| Literature DB >> 30649499 |
James A Mays1, Patrick C Mathias1.
Abstract
Many point-of-care laboratory tests are manually entered into the electronic health record by ambulatory clinic staff, but the rate of manual transcription error for this testing is poorly characterized. Using a dataset arising from a duplicated workflow that created a set of paired interfaced and manually entered point-of-care glucose measurements, we found that 260 of 6930 (3.7%) manual entries were discrepant from their interfaced result.
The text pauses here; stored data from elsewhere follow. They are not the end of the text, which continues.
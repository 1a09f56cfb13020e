//! Whole-store snapshots.
//!
//! A backup is one JSON document with every collection, the trash, and the
//! active section. Importing replaces each of them wholesale; nothing is
//! merged. Fields missing from an older or newer document fall back to their
//! empty defaults.

use std::cmp::Reverse;
use std::fs;
use std::io;
use std::path::{Path, PathBuf};

use indexmap::IndexMap;
use serde::{Deserialize, Serialize};
use serde_with::{serde_as, DefaultOnError, DefaultOnNull};
use thiserror::Error;
use time::format_description::well_known::Rfc3339;
use time::macros::format_description;
use time::OffsetDateTime;

use crate::clock::Clock;
use crate::collections::Collections;
use crate::confirm::{Confirm, Decision};
use crate::model::{
    Appointment, Birthday, Book, Client, EntityList, Event, Exercise, FoodItem, FoodLog,
    GroceryItem, Habit, Homework, Meal, Measurement, Movie, Note, NoteFolder, Project, Recipe, Section,
    SocialMediaPost, TodoTask, Transaction, TvShow, Workout,
};
use crate::trash::{TrashItem, TrashManager};

pub const APP_NAME: &str = "Personal Organizer";
pub const APP_VERSION: &str = env!("CARGO_PKG_VERSION");

const FILE_PREFIX: &str = "organizer-backup-";

#[derive(Debug, Error)]
pub enum BackupError {
    #[error("backup is not valid JSON: {0}")]
    Parse(#[from] serde_json::Error),
    #[error("backup belongs to {found:?}, expected \"Personal Organizer\"")]
    WrongApp { found: String },
    #[error("backup file I/O failed: {0}")]
    Io(#[from] io::Error),
}

/// Every collection is an [`EntityList`], so a record that does not decode
/// travels through import and export unchanged instead of failing the file.
#[serde_as]
#[derive(Debug, Clone, PartialEq, Default, Serialize, Deserialize)]
#[serde(rename_all = "camelCase", default)]
pub struct BackupDocument {
    pub transactions: EntityList<Transaction>,
    pub tasks: EntityList<TodoTask>,
    pub groceries: EntityList<GroceryItem>,
    pub notes: EntityList<Note>,
    pub note_folders: EntityList<NoteFolder>,
    pub movies: EntityList<Movie>,
    pub tv_shows: EntityList<TvShow>,
    pub habits: EntityList<Habit>,
    pub books: EntityList<Book>,
    pub homework: EntityList<Homework>,
    pub projects: EntityList<Project>,
    pub meals: EntityList<Meal>,
    pub recipes: EntityList<Recipe>,
    pub food_logs: EntityList<FoodLog>,
    pub food_items: EntityList<FoodItem>,
    pub workouts: EntityList<Workout>,
    pub exercises: EntityList<Exercise>,
    pub measurements: EntityList<Measurement>,
    pub birthdays: EntityList<Birthday>,
    pub events: EntityList<Event>,
    pub clients: EntityList<Client>,
    pub appointments: EntityList<Appointment>,
    pub social_posts: EntityList<SocialMediaPost>,
    pub trash: EntityList<TrashItem>,
    #[serde_as(as = "DefaultOnError")]
    pub active_section: Section,
    #[serde_as(as = "DefaultOnNull")]
    pub backup_date: String,
    #[serde_as(as = "DefaultOnNull")]
    pub app_name: String,
    #[serde_as(as = "DefaultOnNull")]
    pub version: String,
}

#[derive(Debug, Clone, PartialEq, Eq)]
pub struct ImportReport {
    pub counts: IndexMap<Section, usize>,
    pub trash: usize,
    pub from_version: String,
    pub version_mismatch: bool,
}

impl ImportReport {
    pub fn total(&self) -> usize {
        self.counts.values().sum()
    }
}

pub fn export_all(collections: &Collections, trash: &TrashManager, clock: &dyn Clock) -> BackupDocument {
    let backup_date = clock
        .now_utc()
        .format(&Rfc3339)
        .unwrap_or_else(|_| clock.now_millis().to_string());
    let document = BackupDocument {
        transactions: collections.list::<Transaction>().clone(),
        tasks: collections.list::<TodoTask>().clone(),
        groceries: collections.list::<GroceryItem>().clone(),
        notes: collections.list::<Note>().clone(),
        note_folders: collections.list::<NoteFolder>().clone(),
        movies: collections.list::<Movie>().clone(),
        tv_shows: collections.list::<TvShow>().clone(),
        habits: collections.list::<Habit>().clone(),
        books: collections.list::<Book>().clone(),
        homework: collections.list::<Homework>().clone(),
        projects: collections.list::<Project>().clone(),
        meals: collections.list::<Meal>().clone(),
        recipes: collections.list::<Recipe>().clone(),
        food_logs: collections.list::<FoodLog>().clone(),
        food_items: collections.list::<FoodItem>().clone(),
        workouts: collections.list::<Workout>().clone(),
        exercises: collections.list::<Exercise>().clone(),
        measurements: collections.list::<Measurement>().clone(),
        birthdays: collections.list::<Birthday>().clone(),
        events: collections.list::<Event>().clone(),
        clients: collections.list::<Client>().clone(),
        appointments: collections.list::<Appointment>().clone(),
        social_posts: collections.list::<SocialMediaPost>().clone(),
        trash: trash.list().clone(),
        active_section: collections.active_section(),
        backup_date,
        app_name: APP_NAME.to_string(),
        version: APP_VERSION.to_string(),
    };
    tracing::info!(entities = collections.total(), trash = trash.len(), "backup exported");
    document
}

/// Parses and validates a backup document without touching any state.
pub fn parse_backup(raw: &str) -> Result<BackupDocument, BackupError> {
    let document: BackupDocument = serde_json::from_str(raw)?;
    if document.app_name != APP_NAME {
        return Err(BackupError::WrongApp {
            found: document.app_name,
        });
    }
    Ok(document)
}

/// Replaces every collection, the trash, and the active section with the
/// contents of `document`. A document from another version asks first.
pub fn import_all<C>(
    collections: &mut Collections,
    trash: &mut TrashManager,
    document: BackupDocument,
    confirm: &C,
) -> Decision<ImportReport>
where
    C: Confirm + ?Sized,
{
    let version_mismatch = document.version != APP_VERSION;
    if version_mismatch {
        let prompt = format!(
            "This backup is from version {} but you are running {APP_VERSION}. Restore it anyway?",
            display_version(&document.version)
        );
        if !confirm.confirm(&prompt) {
            tracing::info!(version = %document.version, "backup import declined");
            return Decision::Declined;
        }
    }

    let from_version = document.version.clone();
    let trash_count = document.trash.items().len();

    collections.replace_list(document.transactions);
    collections.replace_list(document.tasks);
    collections.replace_list(document.groceries);
    collections.replace_list(document.notes);
    collections.replace_list(document.note_folders);
    collections.replace_list(document.movies);
    collections.replace_list(document.tv_shows);
    collections.replace_list(document.habits);
    collections.replace_list(document.books);
    collections.replace_list(document.homework);
    collections.replace_list(document.projects);
    collections.replace_list(document.meals);
    collections.replace_list(document.recipes);
    collections.replace_list(document.food_logs);
    collections.replace_list(document.food_items);
    collections.replace_list(document.workouts);
    collections.replace_list(document.exercises);
    collections.replace_list(document.measurements);
    collections.replace_list(document.birthdays);
    collections.replace_list(document.events);
    collections.replace_list(document.clients);
    collections.replace_list(document.appointments);
    collections.replace_list(document.social_posts);
    trash.replace_all(document.trash);
    collections.set_active_section(document.active_section);

    let report = ImportReport {
        counts: collections.counts(),
        trash: trash_count,
        from_version,
        version_mismatch,
    };
    tracing::info!(
        entities = report.total(),
        trash = report.trash,
        version = %report.from_version,
        "backup imported"
    );
    Decision::Proceeded(report)
}

fn display_version(version: &str) -> &str {
    if version.trim().is_empty() {
        "unknown"
    } else {
        version
    }
}

pub fn backup_file_name(at: OffsetDateTime) -> String {
    let stamp = at
        .format(format_description!(
            "[year][month][day]-[hour][minute][second]"
        ))
        .unwrap_or_else(|_| at.unix_timestamp().to_string());
    format!("{FILE_PREFIX}{stamp}.json")
}

/// Writes `document` into `dir` through a temporary file and a rename.
/// An existing file with the same timestamp gets a `-N` suffix.
pub fn write_backup_file(
    dir: &Path,
    document: &BackupDocument,
    at: OffsetDateTime,
    pretty: bool,
) -> Result<PathBuf, BackupError> {
    fs::create_dir_all(dir)?;
    let encoded = if pretty {
        serde_json::to_string_pretty(document)?
    } else {
        serde_json::to_string(document)?
    };

    let mut path = dir.join(backup_file_name(at));
    let mut attempt = 1;
    while path.exists() {
        let name = backup_file_name(at);
        let stem = name.trim_end_matches(".json");
        path = dir.join(format!("{stem}-{attempt}.json"));
        attempt += 1;
    }

    let tmp = path.with_extension("json.tmp");
    fs::write(&tmp, encoded)?;
    if let Err(err) = fs::rename(&tmp, &path) {
        let _ = fs::remove_file(&tmp);
        return Err(err.into());
    }
    tracing::info!(path = %path.display(), "backup written");
    Ok(path)
}

pub fn read_backup_file(path: &Path) -> Result<BackupDocument, BackupError> {
    let raw = fs::read_to_string(path)?;
    parse_backup(&raw)
}

/// Backup files under `dir`, newest name first.
pub fn list_backup_files(dir: &Path) -> Result<Vec<PathBuf>, BackupError> {
    if !dir.exists() {
        return Ok(Vec::new());
    }
    let mut files = Vec::new();
    for entry in fs::read_dir(dir)? {
        let path = entry?.path();
        let is_backup = path
            .file_name()
            .and_then(|name| name.to_str())
            .map(|name| name.starts_with(FILE_PREFIX) && name.ends_with(".json"))
            .unwrap_or(false);
        if is_backup {
            files.push(path);
        }
    }
    files.sort_by_cached_key(|path| Reverse(backup_order_key(path)));
    Ok(files)
}

/// Timestamp part of a backup file name plus its collision suffix.
fn backup_order_key(path: &Path) -> (String, u32) {
    let stem = path
        .file_name()
        .and_then(|name| name.to_str())
        .and_then(|name| name.strip_prefix(FILE_PREFIX))
        .and_then(|name| name.strip_suffix(".json"))
        .unwrap_or_default();
    match stem.rsplit_once('-') {
        Some((stamp, suffix)) if stamp.contains('-') => match suffix.parse() {
            Ok(n) => (stamp.to_string(), n),
            Err(_) => (stem.to_string(), 0),
        },
        _ => (stem.to_string(), 0),
    }
}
Thirty-seven of the 260 (14.2%) errors were discrepant by more than 20% and included potentially dangerous mistranscriptions. An additional 37 (14.2%) errors were due to inclusion of non-numeric characters. Staff-entered result flags deviated from the result flag generated in the laboratory information system in 5121 of 6930 (73.9%) pairs. These data demonstrate that clinically significant discrepancies for clinic-entered point of care results occurred at a rate of approximately 5 per 1000 results and they underline the importance of interfacing instruments when feasible.Entities:
Mesh:
Year: 2019 PMID: 30649499 PMCID: PMC6351970 DOI: 10.1093/jamia/ocy170
Source DB: PubMed Journal: J Am Med Inform Assoc ISSN: 1067-5027 Impact factor: 4.497
Figure 1.Clarke error grid comparing discrepant interfaced glucose results to manual-entry glucose results. A Clarke error grid assigns risk categories to discrepancies between 2 methods. Region A describes events within 20% of each other, whereas region B describes a discrepancy >20% but one unlikely to lead to clinical harm. Region C identifies discrepancies that may lead to unnecessary treatment. Region D describes events in which hyperglycemia or hypoglycemia was missed, and region E identifies cases in which there was outright confusion between hyperglycemia and hypoglycemia. A total of 14.2% of errors (0.5% of all events) were outside region A of the Clarke error grid, and several events had risk of mistreatment on the basis of mistranscribed values.